A Progressive Educational Design: PILOT Over the Years

OLD LYME, CT — JANUARY 8, 2016 — When PILOT was launched in 2004, like most in the education industry, we were thinking about knowledge. We were working hard on getting the word out. We were trying to improve awareness and activate the multidisciplinary team. With no approved therapies, keeping it top of mind was all we could do. We could talk about diagnosis and potential ways to manage IPF, but outside of symptomatic care and lung transplantation we really didn’t have much to offer in terms of patient care (performance).

That all changed in 2014 with the approval of 2 new therapies. Suddenly, clinicians were interested in advancing their understanding of IPF and converting the information they had gathered so far into behavior changes. Understanding the new therapies suddenly became the latest clinical need. Education shifted from knowledge-based efforts to activities that provided learners the opportunity to incorporate learnings into clinical practice. Lectures and didactic sessions evolved into case-based education. Learners looked to experts for their clinical expertise and experience, not just their vast knowledge. With this changing need, PILOT efforts evolved to offer expert debates and clinical case vignettes.

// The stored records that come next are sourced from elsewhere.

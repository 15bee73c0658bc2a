//! Lifecycle tests against an in-memory store and a recording SMS gateway.

#![allow(clippy::unwrap_used)]

use std::collections::{BTreeMap, HashMap};
use std::sync::Mutex;

use chrono::{NaiveDate, Utc};

use super::*;
use crate::types::{
    CrewId, PickupId, PickupStatus, TemplateId, TemplateKind, Timeslot, ZipPrefix,
};

// =============================================================================
// Fakes
// =============================================================================

/// In-memory [`ScheduleStore`] fake.
#[derive(Default)]
struct MemoryStore {
    inner: Mutex<MemoryInner>,
}

#[derive(Default)]
struct MemoryInner {
    pickups: BTreeMap<i32, Pickup>,
    routes: HashMap<String, CrewId>,
    templates: HashMap<TemplateKind, String>,
    next_pickup_id: i32,
}

impl MemoryStore {
    fn with_route(self, prefix: &str, crew: CrewId) -> Self {
        self.inner
            .lock()
            .unwrap()
            .routes
            .insert(prefix.to_owned(), crew);
        self
    }

    fn with_template(self, kind: TemplateKind, text: &str) -> Self {
        self.inner
            .lock()
            .unwrap()
            .templates
            .insert(kind, text.to_owned());
        self
    }

    fn pickup(&self, id: PickupId) -> Option<Pickup> {
        self.inner.lock().unwrap().pickups.get(&id.as_i32()).cloned()
    }

    fn pickup_count(&self) -> usize {
        self.inner.lock().unwrap().pickups.len()
    }
}

impl ScheduleStore for MemoryStore {
    async fn crew_for_prefix(&self, prefix: &ZipPrefix) -> Result<Option<CrewId>, StoreError> {
        Ok(self.inner.lock().unwrap().routes.get(prefix.as_str()).copied())
    }

    async fn insert_pickup(&self, new: NewPickup) -> Result<Pickup, StoreError> {
        let mut inner = self.inner.lock().unwrap();
        inner.next_pickup_id += 1;
        let pickup = Pickup {
            id: PickupId::new(inner.next_pickup_id),
            address: new.address,
            scheduled_date: new.scheduled_date,
            timeslot: new.timeslot,
            status: PickupStatus::Scheduled,
            crew_id: new.crew_id,
            created_at: Utc::now(),
            completed_at: None,
        };
        inner.pickups.insert(pickup.id.as_i32(), pickup.clone());
        Ok(pickup)
    }

    async fn complete_pickup(
        &self,
        id: PickupId,
        crew_id: CrewId,
    ) -> Result<Option<Pickup>, StoreError> {
        let mut inner = self.inner.lock().unwrap();
        let Some(pickup) = inner.pickups.get_mut(&id.as_i32()) else {
            return Ok(None);
        };
        // Mirrors the conditional UPDATE: all three checks in one step.
        if pickup.crew_id != Some(crew_id) || pickup.status != PickupStatus::Scheduled {
            return Ok(None);
        }
        pickup.status = PickupStatus::Completed;
        pickup.completed_at = Some(Utc::now());
        Ok(Some(pickup.clone()))
    }

    async fn template(&self, kind: TemplateKind) -> Result<Option<SmsTemplate>, StoreError> {
        Ok(self
            .inner
            .lock()
            .unwrap()
            .templates
            .get(&kind)
            .map(|text| SmsTemplate {
                id: TemplateId::new(1),
                template_type: kind,
                template_text: text.clone(),
            }))
    }
}

/// Recording [`SmsGateway`] fake, optionally failing every send.
#[derive(Default)]
struct RecordingGateway {
    sent: Mutex<Vec<(String, String)>>,
    fail: bool,
}

impl RecordingGateway {
    const fn failing() -> Self {
        Self {
            sent: Mutex::new(Vec::new()),
            fail: true,
        }
    }

    fn messages(&self) -> Vec<(String, String)> {
        self.sent.lock().unwrap().clone()
    }
}

impl SmsGateway for RecordingGateway {
    async fn deliver(&self, to: &str, body: &str) -> Result<(), DeliveryError> {
        if self.fail {
            return Err(DeliveryError::Failed("provider unavailable".to_owned()));
        }
        self.sent
            .lock()
            .unwrap()
            .push((to.to_owned(), body.to_owned()));
        Ok(())
    }
}

// =============================================================================
// Helpers
// =============================================================================

const CREW_1: CrewId = CrewId::new(1);
const CREW_2: CrewId = CrewId::new(2);

fn today() -> NaiveDate {
    NaiveDate::from_ymd_opt(2024, 4, 30).unwrap()
}

fn tomorrow() -> NaiveDate {
    NaiveDate::from_ymd_opt(2024, 5, 1).unwrap()
}

fn intake(address: &str) -> ScheduleRequest {
    ScheduleRequest {
        address: address.to_owned(),
        date: tomorrow(),
        timeslot: Timeslot::LateMorning,
    }
}

fn routed_store() -> MemoryStore {
    MemoryStore::default()
        .with_route("627", CREW_1)
        .with_template(
            TemplateKind::Scheduled,
            "We will be there on [scheduled_date] between [timeslot] to pick up your appliance.",
        )
        .with_template(
            TemplateKind::Completed,
            "Your pickup at [address] has been completed. Thank you!",
        )
}

fn assert_completion_invariant(pickup: &Pickup) {
    assert_eq!(
        pickup.completed_at.is_some(),
        pickup.status == PickupStatus::Completed,
        "completed_at must be set iff status is Completed"
    );
}

// =============================================================================
// Routing resolver
// =============================================================================

#[tokio::test]
async fn resolve_crew_matches_assigned_prefix() {
    let store = routed_store();
    let sms = RecordingGateway::default();
    let scheduler = Scheduler::new(&store, &sms);

    let crew = scheduler
        .resolve_crew("12 Main St, Springfield, 62704")
        .await
        .unwrap();
    assert_eq!(crew, Some(CREW_1));
}

#[tokio::test]
async fn resolve_crew_without_assignment_is_none() {
    let store = MemoryStore::default();
    let sms = RecordingGateway::default();
    let scheduler = Scheduler::new(&store, &sms);

    let crew = scheduler
        .resolve_crew("12 Main St, Springfield, 62704")
        .await
        .unwrap();
    assert_eq!(crew, None);
}

#[tokio::test]
async fn resolve_crew_without_zip_is_none() {
    let store = routed_store();
    let sms = RecordingGateway::default();
    let scheduler = Scheduler::new(&store, &sms);

    let crew = scheduler
        .resolve_crew("12 Main St, Springfield")
        .await
        .unwrap();
    assert_eq!(crew, None);
}

#[tokio::test]
async fn resolve_crew_only_considers_first_token() {
    // "10001" appears before "62704"; only the first candidate is tried,
    // and it has no assignment.
    let store = routed_store();
    let sms = RecordingGateway::default();
    let scheduler = Scheduler::new(&store, &sms);

    let crew = scheduler
        .resolve_crew("PO Box 10001, Springfield, 62704")
        .await
        .unwrap();
    assert_eq!(crew, None);
}

// =============================================================================
// Schedule (intake)
// =============================================================================

#[tokio::test]
async fn schedule_routes_to_matching_crew() {
    let store = routed_store();
    let sms = RecordingGateway::default();
    let scheduler = Scheduler::new(&store, &sms);

    let pickup = scheduler
        .schedule(intake("12 Main St, Springfield, 62704"), today())
        .await
        .unwrap();

    assert_eq!(pickup.crew_id, Some(CREW_1));
    assert_eq!(pickup.status, PickupStatus::Scheduled);
    assert!(pickup.completed_at.is_none());
    assert_completion_invariant(&pickup);
}

#[tokio::test]
async fn schedule_without_matching_route_is_unassigned() {
    let store = MemoryStore::default();
    let sms = RecordingGateway::default();
    let scheduler = Scheduler::new(&store, &sms);

    let pickup = scheduler
        .schedule(intake("12 Main St, Springfield, 62704"), today())
        .await
        .unwrap();

    assert_eq!(pickup.crew_id, None);
    assert_eq!(pickup.status, PickupStatus::Scheduled);
}

#[tokio::test]
async fn schedule_sends_substituted_notification() {
    let store = routed_store();
    let sms = RecordingGateway::default();
    let scheduler = Scheduler::new(&store, &sms);

    scheduler
        .schedule(
            intake("12 Main St, Springfield, 62704, 555-867-5309"),
            today(),
        )
        .await
        .unwrap();

    let messages = sms.messages();
    assert_eq!(messages.len(), 1);
    let (to, body) = &messages[0];
    assert_eq!(to, "555-867-5309");
    assert_eq!(
        body,
        "We will be there on 2024-05-01 between 10 AM–12 PM to pick up your appliance."
    );
}

#[tokio::test]
async fn schedule_skips_notification_without_phone() {
    let store = routed_store();
    let sms = RecordingGateway::default();
    let scheduler = Scheduler::new(&store, &sms);

    scheduler
        .schedule(intake("12 Main St, Springfield, 62704"), today())
        .await
        .unwrap();

    assert!(sms.messages().is_empty());
}

#[tokio::test]
async fn schedule_succeeds_without_template() {
    let store = MemoryStore::default().with_route("627", CREW_1);
    let sms = RecordingGateway::default();
    let scheduler = Scheduler::new(&store, &sms);

    let pickup = scheduler
        .schedule(
            intake("12 Main St, Springfield, 62704, 555-867-5309"),
            today(),
        )
        .await
        .unwrap();

    assert_eq!(pickup.status, PickupStatus::Scheduled);
    assert!(sms.messages().is_empty());
}

#[tokio::test]
async fn schedule_succeeds_when_delivery_fails() {
    let store = routed_store();
    let sms = RecordingGateway::failing();
    let scheduler = Scheduler::new(&store, &sms);

    let pickup = scheduler
        .schedule(
            intake("12 Main St, Springfield, 62704, 555-867-5309"),
            today(),
        )
        .await
        .unwrap();

    // Delivery failure is swallowed; the pickup stands.
    assert_eq!(pickup.status, PickupStatus::Scheduled);
    assert!(store.pickup(pickup.id).is_some());
}

#[tokio::test]
async fn schedule_rejects_past_date() {
    let store = routed_store();
    let sms = RecordingGateway::default();
    let scheduler = Scheduler::new(&store, &sms);

    let mut request = intake("12 Main St, Springfield, 62704");
    request.date = NaiveDate::from_ymd_opt(2024, 4, 29).unwrap();

    let err = scheduler.schedule(request, today()).await.unwrap_err();
    match err {
        SchedulingError::Validation(errors) => {
            assert_eq!(errors.len(), 1);
            assert_eq!(errors[0].field, "desired_date");
        }
        other => panic!("expected validation error, got {other:?}"),
    }
    assert_eq!(store.pickup_count(), 0);
    assert!(sms.messages().is_empty());
}

#[tokio::test]
async fn schedule_accepts_today() {
    let store = routed_store();
    let sms = RecordingGateway::default();
    let scheduler = Scheduler::new(&store, &sms);

    let mut request = intake("12 Main St, Springfield, 62704");
    request.date = today();

    assert!(scheduler.schedule(request, today()).await.is_ok());
}

// =============================================================================
// Complete
// =============================================================================

#[tokio::test]
async fn complete_marks_pickup_and_notifies() {
    let store = routed_store();
    let sms = RecordingGateway::default();
    let scheduler = Scheduler::new(&store, &sms);

    let pickup = scheduler
        .schedule(
            intake("12 Main St, Springfield, 62704, 555-867-5309"),
            today(),
        )
        .await
        .unwrap();

    let completed = scheduler.complete(pickup.id, CREW_1).await.unwrap();
    assert_eq!(completed.status, PickupStatus::Completed);
    assert!(completed.completed_at.is_some());
    assert_completion_invariant(&completed);

    let messages = sms.messages();
    assert_eq!(messages.len(), 2);
    assert_eq!(
        messages[1].1,
        "Your pickup at 12 Main St, Springfield, 62704, 555-867-5309 has been completed. Thank you!"
    );
}

#[tokio::test]
async fn complete_rejects_foreign_crew() {
    let store = routed_store();
    let sms = RecordingGateway::default();
    let scheduler = Scheduler::new(&store, &sms);

    let pickup = scheduler
        .schedule(intake("12 Main St, Springfield, 62704"), today())
        .await
        .unwrap();

    let err = scheduler.complete(pickup.id, CREW_2).await.unwrap_err();
    assert!(matches!(err, SchedulingError::NotFound));

    let stored = store.pickup(pickup.id).unwrap();
    assert_eq!(stored.status, PickupStatus::Scheduled);
    assert!(stored.completed_at.is_none());
    assert_completion_invariant(&stored);
}

#[tokio::test]
async fn complete_rejects_double_completion() {
    let store = routed_store();
    let sms = RecordingGateway::default();
    let scheduler = Scheduler::new(&store, &sms);

    let pickup = scheduler
        .schedule(intake("12 Main St, Springfield, 62704"), today())
        .await
        .unwrap();

    let completed = scheduler.complete(pickup.id, CREW_1).await.unwrap();
    let first_completed_at = completed.completed_at;

    let err = scheduler.complete(pickup.id, CREW_1).await.unwrap_err();
    assert!(matches!(err, SchedulingError::NotFound));

    // The rejected call must not touch the record.
    let stored = store.pickup(pickup.id).unwrap();
    assert_eq!(stored.completed_at, first_completed_at);
    assert_completion_invariant(&stored);
}

#[tokio::test]
async fn complete_rejects_unknown_pickup() {
    let store = routed_store();
    let sms = RecordingGateway::default();
    let scheduler = Scheduler::new(&store, &sms);

    let err = scheduler
        .complete(PickupId::new(999), CREW_1)
        .await
        .unwrap_err();
    assert!(matches!(err, SchedulingError::NotFound));
}

#[tokio::test]
async fn complete_succeeds_when_delivery_fails() {
    let store = routed_store();
    let sms = RecordingGateway::failing();
    let scheduler = Scheduler::new(&store, &sms);

    let pickup = scheduler
        .schedule(
            intake("12 Main St, Springfield, 62704, 555-867-5309"),
            today(),
        )
        .await
        .unwrap();

    let completed = scheduler.complete(pickup.id, CREW_1).await.unwrap();
    assert_eq!(completed.status, PickupStatus::Completed);
}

Now, after a year of having therapies available, clinicians are once again shifting their educational needs from advancing their understanding of the therapies to engaging with other clinicians and the patient to provide a better patient experience. PILOT is now incorporating shared decision-making and patient input into clinician education.

As a revolutionary educational project, PILOT demonstrates the need to plan education along a path that evolves with the needs of the therapeutic area. Adult learning and behavior change seldom happens in a vacuum; a single educational intervention cannot create permanent behavior change. Additionally, we recognize the importance of the patient voice and not only offer patient education, but coordinate education that combines the entire multidisciplinary health care team as well as the patient/caregiver. Recent PILOT educational activities have demonstrated the value and need to bring the patient to the table when discussing patient care and outcomes.